I have installed stock CentOS7.3, and install chrony

yum install -y chrony
systemctl start chronyd
systemctl enable chronyd

If I start CentOS, the time is not synced:

$ timedatectl
NTP enabled: yes
NTP synchronized: no

chrony is running, though

$ systemctl status chronyd
● chronyd.service - NTP client/server
   Loaded: loaded (/usr/lib/systemd/system/chronyd.service; enabled; vendor preset: enabled)
   Active: active (running) since Fri 2017-06-02 12:19:35 JST; 17min ago
  Process: 631 ExecStartPost=/usr/libexec/chrony-helper update-daemon (code=exited, status=0/SUCCESS)
  Process: 608 ExecStart=/usr/sbin/chronyd $OPTIONS (code=exited, status=0/SUCCESS)
 Main PID: 620 (chronyd)
   Memory: 1.2M
   CGroup: /system.slice/chronyd.service
           └─620 /usr/sbin/chronyd

I have to do a manually sudo systemctl restart chronyd to fix the time syncing problem.

Why is that.


Solution 1:

NTP takes some time to synchronize. It needs a couple data points, which takes a minute or two.

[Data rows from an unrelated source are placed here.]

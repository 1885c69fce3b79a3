//! Record serialization.

use serde::Serialize;
use tessera_store::OwnershipInfo;

use crate::Result;

/// Output framing for a report.
#[derive(Debug, Clone, Copy, PartialEq, Eq)]
pub enum ReportFormat {
    /// One CSV line per record, preceded by a header row.
    Csv,
    /// One JSON document per line, no header.
    JsonLines,
}

impl ReportFormat {
    pub fn media_type(&self) -> &'static str {
        match self {
            ReportFormat::Csv => "text/csv",
            ReportFormat::JsonLines => "application/json",
        }
    }
}

/// Flattened projection of one ownership record, identical field order for
/// both output formats. Timestamps are RFC 3339.
#[derive(Debug, Clone, Serialize)]
#[serde(rename_all = "camelCase")]
pub struct ReportRecord {
    pub identifier: String,
    pub owned_by_id: String,
    pub owned_by_name: String,
    pub good_type: String,
    pub good_identifier: String,
    pub owned_from: String,
    pub owned_through: String,
}

impl From<&OwnershipInfo> for ReportRecord {
    fn from(info: &OwnershipInfo) -> Self {
        Self {
            identifier: info.identifier.clone(),
            owned_by_id: info.owned_by.id.clone(),
            owned_by_name: info.owned_by.name.clone(),
            good_type: info.type_of_good.type_of.as_str().to_string(),
            good_identifier: info.type_of_good.identifier.clone(),
            owned_from: info.owned_from.to_rfc3339(),
            owned_through: info.owned_through.to_rfc3339(),
        }
    }
}

impl ReportRecord {
    pub fn serialize_line(&self, format: ReportFormat) -> Result<String> {
        match format {
            ReportFormat::Csv => Ok(csv_line(&[
                &self.identifier,
                &self.owned_by_id,
                &self.owned_by_name,
                &self.good_type,
                &self.good_identifier,
                &self.owned_from,
                &self.owned_through,
            ])),
            ReportFormat::JsonLines => Ok(serde_json::to_string(self)?),
        }
    }
}

pub(crate) fn csv_header() -> String {
    csv_line(&[
        "identifier",
        "ownedById",
        "ownedByName",
        "goodType",
        "goodIdentifier",
        "ownedFrom",
        "ownedThrough",
    ])
}

fn csv_line(fields: &[&str]) -> String {
    fields
        .iter()
        .map(|f| csv_field(f))
        .collect::<Vec<_>>()
        .join(",")
}

/// Quote a field when it contains the separator, a quote, or a line break.
fn csv_field(value: &str) -> String {
    if value.contains([',', '"', '\n', '\r']) {
        format!("\"{}\"", value.replace('"', "\"\""))
    } else {
        value.to_string()
    }
}

#[cfg(test)]
mod tests {
    use super::*;
    use chrono::{TimeZone, Utc};
    use tessera_store::{GoodType, Owner, OwnershipInfo, TypeOfGood};

    fn sample() -> OwnershipInfo {
        OwnershipInfo::new(
            "own-1",
            "main",
            Owner { id: "u1".to_string(), name: "Yamada, Taro".to_string() },
            TypeOfGood {
                type_of: GoodType::Reservation,
                identifier: "res-1".to_string(),
            },
            Utc.with_ymd_and_hms(2026, 1, 1, 0, 0, 0).unwrap(),
            Utc.with_ymd_and_hms(2026, 1, 2, 0, 0, 0).unwrap(),
        )
    }

    #[test]
    fn test_media_types() {
        assert_eq!(ReportFormat::Csv.media_type(), "text/csv");
        assert_eq!(ReportFormat::JsonLines.media_type(), "application/json");
    }

    #[test]
    fn test_csv_line_quotes_separator() {
        let line = ReportRecord::from(&sample())
            .serialize_line(ReportFormat::Csv)
            .unwrap();
        assert_eq!(
            line,
            "own-1,u1,\"Yamada, Taro\",Reservation,res-1,\
             2026-01-01T00:00:00+00:00,2026-01-02T00:00:00+00:00"
        );
    }

    #[test]
    fn test_csv_field_escapes_embedded_quotes() {
        assert_eq!(csv_field("say \"hi\""), "\"say \"\"hi\"\"\"");
        assert_eq!(csv_field("plain"), "plain");
    }

    #[test]
    fn test_json_line_shape() {
        let line = ReportRecord::from(&sample())
            .serialize_line(ReportFormat::JsonLines)
            .unwrap();
        let value: serde_json::Value = serde_json::from_str(&line).unwrap();
        assert_eq!(value["identifier"], "own-1");
        assert_eq!(value["goodType"], "Reservation");
        assert_eq!(value["ownedFrom"], "2026-01-01T00:00:00+00:00");
    }

    #[test]
    fn test_header_matches_record_field_order() {
        assert_eq!(
            csv_header(),
            "identifier,ownedById,ownedByName,goodType,goodIdentifier,ownedFrom,ownedThrough"
        );
    }
}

You can watch the state of peers with commands like chronyc sources. Each server should have a packet received recently, the LastRx column.

timedatectl determines NTP status via the kernel time discipline. It calls adjtimex() and returns false on an error or if STA_UNSYNC. See systemd sources, time-util.c.